"I'm talking about my wife," said Guy deliberately. "You know how much in love I was with her when we married?"

"And are you not in love with her now?"

"Yes, I am!"

"Then what have you to complain of?"

"Complain of!" echoed Errington with a bitter laugh. "I have nothing to complain of, according to the views of the world. Alizon is a perfect wife, a perfect mother, a perfect woman in every way. In fact, that is what I do complain of! She's too perfect."

"Good Heavens, man!" cried Eustace, now thoroughly exasperated. "I don't understand a word you are saying. If Alizon is perfect, both as wife and mother, what more do you want?"

"I want love," returned Guy, in a low, deep voice, the blood rushing to his face. "I want love and affection. I'm starving for one kind word and I cannot obtain it. It sounds ridiculous, does it not, for a man of my years to whimper about love like a silly schoolboy? But I cannot help it. I married Alizon in order to have a true and loving wife, and I find I am tied to a statue."

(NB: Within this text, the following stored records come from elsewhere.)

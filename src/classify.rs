//! Change classification.
//!
//! Partitions the requested items into retained, new and removed, runs the
//! matching callbacks, and records the two position indices the reorderer
//! needs:
//!
//! - **new index**: rank among the retained items in the requested list
//! - **old index**: rank among the retained children currently in the
//!   container, counted before any reordering
//!
//! Created items get neither; they are placed by their list position.
//!
//! Children whose item is no longer requested are removed from the
//! container (highest position first) before this module returns.

use std::fmt::Debug;
use std::hash::Hash;

use rustc_hash::FxHashMap;
use smallvec::SmallVec;

use crate::container::Container;
use crate::error::{RepeaterError, RepeaterResult};
use crate::registry::ItemRegistry;
use crate::stats::ApplyStats;

pub(crate) type Factory<T, N> = Box<dyn FnMut(&T) -> N>;
pub(crate) type Hook<T, N> = Box<dyn FnMut(&N, &T)>;

/// The three extension points: create, update, remove.
pub(crate) struct Callbacks<T, N> {
    pub create: Factory<T, N>,
    pub update: Hook<T, N>,
    pub remove: Hook<T, N>,
}

impl<T, N> Callbacks<T, N> {
    pub fn new(create: Factory<T, N>) -> Self {
        Self {
            create,
            update: Box::new(|_, _| {}),
            remove: Box::new(|_, _| {}),
        }
    }
}

/// Index assignments for one call, indexed by new position.
#[derive(Debug)]
pub(crate) struct Classification<N> {
    /// Bound node for each requested position
    pub targets: Vec<N>,
    /// Node → new position
    pub slots: FxHashMap<N, usize>,
    /// New index per new position: rank among retained items only; `None`
    /// for nodes created in this call
    pub new_index: Vec<Option<usize>>,
    /// Old index per new position; `None` for nodes created in this call
    pub old_index: Vec<Option<usize>>,
}

impl<N: Eq + Hash> Classification<N> {
    /// Block-move heuristic: insert the target at `position`, or evict
    /// `current` until the target surfaces.
    ///
    /// Both offsets measure how far a block has been displaced among the
    /// retained items. Moving the block with the smaller offset wins; ties
    /// insert.
    pub fn should_insert(&self, position: usize, current: &N) -> bool {
        let (Some(item_new), Some(item_old)) = (self.new_index[position], self.old_index[position])
        else {
            return true;
        };
        // Unreachable: children at or after `position` are all retained
        let Some((current_new, current_old)) = self
            .slots
            .get(current)
            .and_then(|&slot| self.new_index[slot].zip(self.old_index[slot]))
        else {
            return true;
        };

        let container_offset = current_new.abs_diff(current_old);
        let item_offset = item_new.abs_diff(item_old);
        container_offset <= item_offset
    }
}

/// Reject lists that contain the same item twice.
///
/// Runs before any callback so a failed call has no side effects.
pub(crate) fn check_unique<T: Eq + Hash + Debug>(items: &[T]) -> RepeaterResult<()> {
    let mut seen: FxHashMap<&T, usize> =
        FxHashMap::with_capacity_and_hasher(items.len(), Default::default());
    for (position, item) in items.iter().enumerate() {
        if let Some(first) = seen.insert(item, position) {
            return Err(RepeaterError::duplicate(item, first, position));
        }
    }
    Ok(())
}

/// Classify `items` against the registry and the current children.
///
/// `items` must already have passed [`check_unique`]. A node collision
/// (the factory handing out a node that another item already holds) fails
/// the call before the registry or the container change. Nodes created in
/// the failed call are passed to the remove callback; update callbacks that
/// already ran are not undone.
pub(crate) fn classify<T, N, C>(
    items: &[T],
    registry: &mut ItemRegistry<T, N>,
    container: &mut C,
    callbacks: &mut Callbacks<T, N>,
    stats: &mut ApplyStats,
) -> RepeaterResult<Classification<N>>
where
    T: Eq + Hash + Clone + Debug,
    N: Clone + Eq + Hash,
    C: Container<Node = N>,
{
    let mut targets = Vec::with_capacity(items.len());
    let mut slots = FxHashMap::with_capacity_and_hasher(items.len(), Default::default());
    let mut new_index = Vec::with_capacity(items.len());
    let mut created: SmallVec<[usize; 8]> = SmallVec::new();
    let mut retained = 0;

    for (slot, item) in items.iter().enumerate() {
        let node = match registry.get(item) {
            Some(node) => {
                (callbacks.update)(node, item);
                stats.updated += 1;
                new_index.push(Some(retained));
                retained += 1;
                node.clone()
            }
            None => {
                let node = (callbacks.create)(item);
                stats.created += 1;
                new_index.push(None);
                created.push(slot);
                node
            }
        };
        let collision = slots.insert(node.clone(), slot);
        targets.push(node);
        if let Some(first) = collision {
            release_created(items, &targets, &created, registry, callbacks);
            return Err(RepeaterError::duplicate_node(&items[first], item));
        }
    }

    if !created.is_empty() {
        // A new node may also equal one still held by an item that is going away
        let clash = {
            let bound = registry.reverse();
            created.iter().find_map(|&slot| {
                bound
                    .get(&targets[slot])
                    .map(|first| RepeaterError::duplicate_node(*first, &items[slot]))
            })
        };
        if let Some(err) = clash {
            release_created(items, &targets, &created, registry, callbacks);
            return Err(err);
        }
        for &slot in &created {
            registry.put(items[slot].clone(), targets[slot].clone());
        }
    }

    // Old indices count only the children that survive this call
    let mut old_index = vec![None; items.len()];
    let mut stale: SmallVec<[usize; 8]> = SmallVec::new();
    let mut next_old = 0;
    for position in 0..container.len() {
        let Some(child) = container.child_at(position) else {
            break;
        };
        match slots.get(child) {
            Some(&slot) => {
                old_index[slot] = Some(next_old);
                next_old += 1;
            }
            None => stale.push(position),
        }
    }

    if !stale.is_empty() {
        let removed: SmallVec<[Option<T>; 8]> = {
            let reverse = registry.reverse();
            stale
                .iter()
                .map(|&position| {
                    container
                        .child_at(position)
                        .and_then(|child| reverse.get(child))
                        .map(|item| (*item).clone())
                })
                .collect()
        };

        for (&position, item) in stale.iter().zip(removed) {
            match item.and_then(|item| registry.remove(&item).map(|node| (node, item))) {
                Some((node, item)) => {
                    (callbacks.remove)(&node, &item);
                    stats.removed += 1;
                }
                None => {
                    log::warn!("detaching child at position {position}: not bound to any item");
                    stats.detached += 1;
                }
            }
        }

        for &position in stale.iter().rev() {
            container.remove_at(position);
        }
    }

    Ok(Classification {
        targets,
        slots,
        new_index,
        old_index,
    })
}

/// Hand the nodes created by a failed call back to the remove callback.
///
/// A node the registry still holds belongs to its bound item and is kept.
fn release_created<T, N>(
    items: &[T],
    targets: &[N],
    created: &[usize],
    registry: &ItemRegistry<T, N>,
    callbacks: &mut Callbacks<T, N>,
) where
    T: Eq + Hash,
    N: Eq + Hash,
{
    let bound = registry.reverse();
    for &slot in created {
        let node = &targets[slot];
        if !bound.contains_key(node) {
            (callbacks.remove)(node, &items[slot]);
        }
    }
}
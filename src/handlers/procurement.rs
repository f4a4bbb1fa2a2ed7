use axum::{
    extract::{Json, State},
    http::StatusCode,
    routing::{get, post},
    Router,
};
use rust_decimal::Decimal;
use serde::{Deserialize, Serialize};
use utoipa::ToSchema;
use validator::Validate;

use crate::auth::AuthUser;
use crate::errors::ServiceError;
use crate::handlers::AppState;
use crate::services::procurement::{ProcurementEntry, ProcurementService, RestockOutcome};
use crate::ApiResponse;

#[derive(Debug, Deserialize, Validate, ToSchema)]
pub struct RestockRequest {
    #[validate(length(min = 1))]
    #[schema(example = "V25-001")]
    pub vendor_id: String,
    #[validate(length(min = 1))]
    #[schema(example = "M01")]
    pub material_id: String,
    /// Units received; must be greater than zero
    #[schema(example = 10)]
    pub quantity: i64,
    /// Per-unit purchase cost; becomes the standing master cost
    #[schema(example = 130)]
    pub unit_cost: Decimal,
}

#[derive(Debug, Serialize, ToSchema)]
pub struct HistoryResponse {
    pub entries: Vec<ProcurementEntry>,
}

/// Restock a material from a vendor; applies last-in pricing to the master
#[utoipa::path(
    post,
    path = "/api/procurement/restock",
    request_body = RestockRequest,
    responses(
        (status = 201, description = "Restock applied", body = crate::ApiResponse<RestockOutcome>),
        (status = 400, description = "Non-positive quantity or negative cost", body = crate::errors::ErrorResponse),
        (status = 401, description = "Unauthorized", body = crate::errors::ErrorResponse),
        (status = 404, description = "Unknown material id", body = crate::errors::ErrorResponse)
    ),
    security(("bearer_auth" = [])),
    tag = "Procurement"
)]
pub async fn restock(
    State(state): State<AppState>,
    user: AuthUser,
    Json(request): Json<RestockRequest>,
) -> Result<(StatusCode, Json<ApiResponse<RestockOutcome>>), ServiceError> {
    request.validate()?;

    let service = ProcurementService::new(state.store.clone(), state.locks.clone());
    let outcome = service
        .restock(
            &request.vendor_id,
            &request.material_id,
            request.quantity,
            request.unit_cost,
            &user.staff_id,
            state.config.local_now(),
        )
        .await?;

    Ok((StatusCode::CREATED, Json(ApiResponse::success(outcome))))
}

/// Full procurement history, newest first
#[utoipa::path(
    get,
    path = "/api/procurement/history",
    responses(
        (status = 200, description = "Procurement log", body = crate::ApiResponse<HistoryResponse>),
        (status = 401, description = "Unauthorized", body = crate::errors::ErrorResponse)
    ),
    security(("bearer_auth" = [])),
    tag = "Procurement"
)]
pub async fn history(
    State(state): State<AppState>,
    _user: AuthUser,
) -> Result<Json<ApiResponse<HistoryResponse>>, ServiceError> {
    let service = ProcurementService::new(state.store.clone(), state.locks.clone());
    let entries = service.history().await?;
    Ok(Json(ApiResponse::success(HistoryResponse { entries })))
}

pub fn routes() -> Router<AppState> {
    Router::new()
        .route("/restock", post(restock))
        .route("/history", get(history))
}
//! Vendor reference data (admin-managed).

use chrono::{DateTime, FixedOffset};
use serde::{Deserialize, Serialize};
use tracing::{info, instrument};
use utoipa::ToSchema;

use super::{next_sequential_id, SharedLocks};
use crate::errors::ServiceError;
use crate::models::cell;
use crate::store::{Sheet, SharedStore};

const VENDORS_RANGE: &str = "A:E";

/// Columns: vendor_id, name, contact, phone, service_type.
#[derive(Debug, Clone, Serialize, Deserialize, ToSchema)]
pub struct Vendor {
    #[schema(example = "V25-001")]
    pub vendor_id: String,
    #[schema(example = "Lotus Flowers")]
    pub name: String,
    #[schema(example = "Ms. Lin")]
    pub contact: String,
    #[schema(example = "02-1234-5678")]
    pub phone: String,
    #[schema(example = "florist")]
    pub service_type: String,
}

pub struct VendorService {
    store: SharedStore,
    locks: SharedLocks,
}

impl VendorService {
    pub fn new(store: SharedStore, locks: SharedLocks) -> Self {
        Self { store, locks }
    }

    pub async fn list(&self) -> Result<Vec<Vendor>, ServiceError> {
        let rows = self.store.get_rows(Sheet::Vendors, VENDORS_RANGE).await?;
        Ok(rows
            .iter()
            .skip(1)
            .map(|row| Vendor {
                vendor_id: cell(row, 0).to_string(),
                name: cell(row, 1).to_string(),
                contact: cell(row, 2).to_string(),
                phone: cell(row, 3).to_string(),
                service_type: cell(row, 4).to_string(),
            })
            .collect())
    }

    #[instrument(skip(self))]
    pub async fn add(
        &self,
        name: &str,
        contact: &str,
        phone: Option<&str>,
        service_type: Option<&str>,
        now: DateTime<FixedOffset>,
    ) -> Result<String, ServiceError> {
        let lock = self.locks.sequence(Sheet::Vendors);
        let _guard = lock.lock().await;

        let vendor_id = next_sequential_id(&self.store, Sheet::Vendors, "V", now).await?;
        let row = vec![
            vendor_id.clone(),
            name.to_string(),
            contact.to_string(),
            phone.unwrap_or("").to_string(),
            service_type.unwrap_or("").to_string(),
        ];
        self.store.append_row(Sheet::Vendors, row).await?;
        info!(%vendor_id, %name, "vendor added");
        Ok(vendor_id)
    }
}

#[cfg(test)]
mod tests {
    use super::*;
    use crate::services::StoreLocks;
    use crate::store::MemoryStore;
    use chrono::TimeZone;
    use std::sync::Arc;

    #[tokio::test]
    async fn add_generates_sequential_vendor_ids() {
        let mem = Arc::new(MemoryStore::new());
        mem.seed(
            Sheet::Vendors,
            vec![vec!["vendor_id", "name", "contact", "phone", "service_type"]],
        )
        .await;
        let svc = VendorService::new(mem, Arc::new(StoreLocks::new()));
        let now = FixedOffset::east_opt(8 * 3600)
            .unwrap()
            .with_ymd_and_hms(2025, 7, 1, 9, 0, 0)
            .unwrap();

        let v1 = svc.add("Lotus Flowers", "Ms. Lin", None, Some("florist"), now).await.unwrap();
        let v2 = svc.add("Stone Works", "Mr. Wu", Some("02-2222-0000"), None, now).await.unwrap();
        assert_eq!(v1, "V25-001");
        assert_eq!(v2, "V25-002");

        let listed = svc.list().await.unwrap();
        assert_eq!(listed.len(), 2);
        assert_eq!(listed[0].service_type, "florist");
        assert_eq!(listed[1].phone, "02-2222-0000");
    }
}
mod common;

use axum::http::{Method, StatusCode};
use funeral_ops_api::store::Sheet;
use serde_json::json;

use common::{response_json, TestApp};

#[tokio::test]
async fn cases_get_sequential_ids_and_list_newest_first() {
    let app = TestApp::new().await;

    let mut ids = Vec::new();
    for informer in ["Chen family", "Lin family", "Wang family"] {
        let response = app
            .as_staff(
                Method::POST,
                "/api/cases/add",
                Some(json!({"informer": informer, "assigned_staff": "S02"})),
            )
            .await;
        let body = response_json(response, StatusCode::CREATED).await;
        ids.push(body["data"]["case_id"].as_str().expect("case id").to_string());
    }
    assert!(ids[0].ends_with("-001"));
    assert!(ids[1].ends_with("-002"));
    assert!(ids[2].ends_with("-003"));

    let response = app.as_staff(Method::GET, "/api/cases", None).await;
    let body = response_json(response, StatusCode::OK).await;
    let cases = body["data"]["cases"].as_array().expect("cases");
    assert_eq!(cases[0]["informer"], "Wang family");
    assert_eq!(cases[2]["informer"], "Chen family");
    assert_eq!(cases[0]["status"], "intake");
}

#[tokio::test]
async fn contract_requires_at_least_one_item() {
    let app = TestApp::new().await;

    let response = app
        .as_staff(
            Method::POST,
            "/api/contracts/add",
            Some(json!({"case_id": "P25-001", "items": []})),
        )
        .await;
    assert_eq!(response.status(), StatusCode::BAD_REQUEST);

    let response = app
        .as_staff(
            Method::POST,
            "/api/contracts/add",
            Some(json!({
                "case_id": "P25-001",
                "items": [{"description": "basic package", "price": 30000}]
            })),
        )
        .await;
    let body = response_json(response, StatusCode::CREATED).await;
    assert_eq!(body["data"]["total_fee"], "30000");

    // Signer is recorded as "name (staff_id)"; status defaults to draft.
    let contracts = app.store.snapshot(Sheet::Contracts).await;
    assert_eq!(contracts[1][3], "draft");
    assert_eq!(contracts[1][4], "Bob (S02)");
}

#[tokio::test]
async fn schedule_apply_and_window_listing() {
    let app = TestApp::new().await;

    for date in ["2025-12-01", "2025-12-24", "2026-01-02"] {
        let response = app
            .as_staff(
                Method::POST,
                "/api/schedule/apply",
                Some(json!({"date": date, "shift_type": "off"})),
            )
            .await;
        assert_eq!(response.status(), StatusCode::CREATED);
    }

    let response = app
        .as_staff(
            Method::GET,
            "/api/schedule?start_date=2025-12-01&end_date=2025-12-31",
            None,
        )
        .await;
    let body = response_json(response, StatusCode::OK).await;
    let entries = body["data"].as_array().expect("entries");
    assert_eq!(entries.len(), 2);
    assert_eq!(entries[0]["applied_by"], "S02");

    let response = app
        .as_staff(
            Method::POST,
            "/api/schedule/apply",
            Some(json!({"date": "2025-12-25", "shift_type": "vacation"})),
        )
        .await;
    assert_eq!(response.status(), StatusCode::BAD_REQUEST);
}

#[tokio::test]
async fn reminders_flow_hides_closed_and_computes_ritual_dates() {
    let app = TestApp::new().await;

    let response = app
        .as_staff(
            Method::POST,
            "/api/reminders/add",
            Some(json!({
                "case_id": "P25-001",
                "remind_on": "2025-04-15",
                "content": "order flowers"
            })),
        )
        .await;
    let body = response_json(response, StatusCode::CREATED).await;
    let reminder_id = body["data"]["reminder_id"].as_str().expect("id").to_string();
    assert!(reminder_id.starts_with('R'));

    let response = app.as_staff(Method::GET, "/api/reminders", None).await;
    let body = response_json(response, StatusCode::OK).await;
    let reminders = body["data"].as_array().expect("reminders");
    assert_eq!(reminders.len(), 1);
    assert_eq!(reminders[0]["category"], "manual");
    assert_eq!(reminders[0]["status"], "pending");

    let response = app
        .as_staff(
            Method::POST,
            "/api/reminders/calculate-date",
            Some(json!({"start_date": "2025-01-01", "kind": "seventh_week"})),
        )
        .await;
    let body = response_json(response, StatusCode::OK).await;
    assert_eq!(body["data"]["date"], "2025-02-18");

    let response = app
        .as_staff(
            Method::POST,
            "/api/reminders/calculate-date",
            Some(json!({"start_date": "2024-02-29", "kind": "first_anniversary"})),
        )
        .await;
    let body = response_json(response, StatusCode::OK).await;
    assert_eq!(body["data"]["date"], "2025-02-28");

    let response = app
        .as_staff(
            Method::POST,
            "/api/reminders/calculate-date",
            Some(json!({"start_date": "2025-01-01", "kind": "tenth_year"})),
        )
        .await;
    assert_eq!(response.status(), StatusCode::BAD_REQUEST);
}

#[tokio::test]
async fn payment_amount_must_be_positive() {
    let app = TestApp::new().await;

    let response = app
        .as_staff(
            Method::POST,
            "/api/payments/record",
            Some(json!({
                "case_id": "P25-001",
                "amount": 0,
                "kind": "deposit",
                "method": "cash"
            })),
        )
        .await;
    assert_eq!(response.status(), StatusCode::BAD_REQUEST);
}

#[tokio::test]
async fn vendors_are_managed_through_the_admin_router() {
    let app = TestApp::new().await;

    let response = app
        .as_admin(
            Method::POST,
            "/api/admin/vendors/add",
            Some(json!({
                "name": "Lotus Flowers",
                "contact": "Ms. Lin",
                "service_type": "florist"
            })),
        )
        .await;
    let body = response_json(response, StatusCode::CREATED).await;
    let vendor_id = body["data"]["vendor_id"].as_str().expect("id");
    assert!(vendor_id.starts_with('V'));

    let response = app.as_admin(Method::GET, "/api/admin/vendors", None).await;
    let body = response_json(response, StatusCode::OK).await;
    let vendors = body["data"]["vendors"].as_array().expect("vendors");
    assert_eq!(vendors.len(), 1);
    assert_eq!(vendors[0]["name"], "Lotus Flowers");

    let response = app
        .as_staff(
            Method::POST,
            "/api/admin/vendors/add",
            Some(json!({"name": "Stone Works", "contact": "Mr. Wu"})),
        )
        .await;
    assert_eq!(response.status(), StatusCode::FORBIDDEN);
}
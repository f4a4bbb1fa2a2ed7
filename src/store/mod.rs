//! Tabular store abstraction.
//!
//! The system of record is a spreadsheet-style service: one workbook, one tab
//! per entity, row 0 of every tab a header row that consumers must skip.
//! Services talk to it through [`TabularStore`] so the record and report logic
//! stays storage-agnostic; the two implementations are a remote sheets client
//! and an in-memory store for tests and local development.

use std::sync::Arc;

use async_trait::async_trait;

pub mod memory;
pub mod sheets;

pub use memory::MemoryStore;
pub use sheets::SheetsStore;

/// One tab of the workbook. Tab names carry the original numbering so an
/// existing workbook keeps working unchanged.
#[derive(Debug, Clone, Copy, PartialEq, Eq, Hash)]
pub enum Sheet {
    Staff,
    Cases,
    Contracts,
    Schedule,
    Reminders,
    InventoryLog,
    MaterialMaster,
    Payments,
    Vendors,
    Procurement,
}

impl Sheet {
    pub fn tab_name(self) -> &'static str {
        match self {
            Sheet::Staff => "01_staff",
            Sheet::Cases => "02_cases",
            Sheet::Contracts => "03_contracts",
            Sheet::Schedule => "04_schedule",
            Sheet::Reminders => "05_reminders",
            Sheet::InventoryLog => "06_inventory_log",
            Sheet::MaterialMaster => "07_material_master",
            Sheet::Payments => "08_payments",
            Sheet::Vendors => "09_vendors",
            Sheet::Procurement => "10_procurement",
        }
    }
}

#[derive(Debug, thiserror::Error)]
pub enum StoreError {
    #[error("read failed: {0}")]
    Read(String),

    #[error("write failed: {0}")]
    Write(String),

    #[error("malformed range: {0}")]
    Range(String),
}

/// Row-oriented access to one workbook.
///
/// `range` is A1 notation relative to the tab (`A:E`, `A2:E2`, `E7`). Reads
/// include the header row; every consumer skips row 0. No retries, no
/// caching: a failed call surfaces directly and the error layer maps it
/// to a 500.
#[async_trait]
pub trait TabularStore: Send + Sync {
    async fn get_rows(&self, sheet: Sheet, range: &str) -> Result<Vec<Vec<String>>, StoreError>;

    async fn append_row(&self, sheet: Sheet, row: Vec<String>) -> Result<(), StoreError>;

    async fn update_range(
        &self,
        sheet: Sheet,
        range: &str,
        values: Vec<Vec<String>>,
    ) -> Result<(), StoreError>;
}

pub type SharedStore = Arc<dyn TabularStore>;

"But I cannot understand----"

"Of course, you can't," cried Errington vehemently, leaping to his feet, "how could you? a cold-blooded man, who can do without love and affection, who doesn't care two straws about any human being, and only adores the phantom creations of his own brain. Great Heaven!" said the unfortunate young man, staring wildly up at the leaden-coloured sky, "if I were only a man like that how happy I should be. But I'm not, I'm only a fellow who wants to be loved by his wife, but even that is denied me. I married Alizon for love. I loved her then, I love her now, and she cares no more for me than she does for yonder ocean."

"But surely the child is a bond of union between you?"